It basically came down to the fact that after the President forced Scott's resignation, THEN you had the Secretary of the Treasury in effect blackmailing Scott into staying out of politics forever. In the novel, Scott had an affair not with the Eleanor Holbrook character but a *friend* of Eleanor Holbrook (who is a former mistress of Jiggs Casey who in the novel is married) and managed to get an improper tax break for his then-mistress. Lyman refused to use that impropriety of the affair and tax break against Scott but after Scott resigned, the Treasury Secretary Dodd did, "You are not going to run for President two years from now, treaty or no treaty, or else I'll run this whole thing in the papers." Scott by this point was a man resigned to his fate.

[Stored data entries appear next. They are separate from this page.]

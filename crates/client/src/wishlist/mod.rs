//! Wishlist mirrored from the remote API.
//!
//! The server's response is always the new source of truth: the store never
//! inserts or removes items locally, it only flips `loading` immediately and
//! replaces `items` wholesale when a response arrives.

mod state;
mod store;

pub use state::{WishlistItem, WishlistState};
pub use store::{Completion, WishlistApi, WishlistStore};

OTOH, the character of Senator Prentice, it seems was away at a mountain resort with no telephone and was totally unaware of the fact that the plot had been outed and was on his way to take part in the implementation when *Prentice* ran his car off the road and was killed. The original draft of the screenplay that was shot was transferring Prentice's death to Scott but then Frankenheimer scrapped that and had it reshot to just show Scott resignedly asking to be driven home. This new ending was actually shot during the production of "The Train" in France and Frankenheimer I remember mentioned having to conceal French signs in order to get the shot.
Regarding the "bet", Dieffenbach predicted that General Rutkowski the NORAD commander who was not part of the plot would be the next JCS chairman, whereas Scott predicted it would be Admiral Palmer, the one members of the Joint Chiefs who was not part of the plot. Scott was right (Rutkowski was promoted to Air Force Chief of Staff).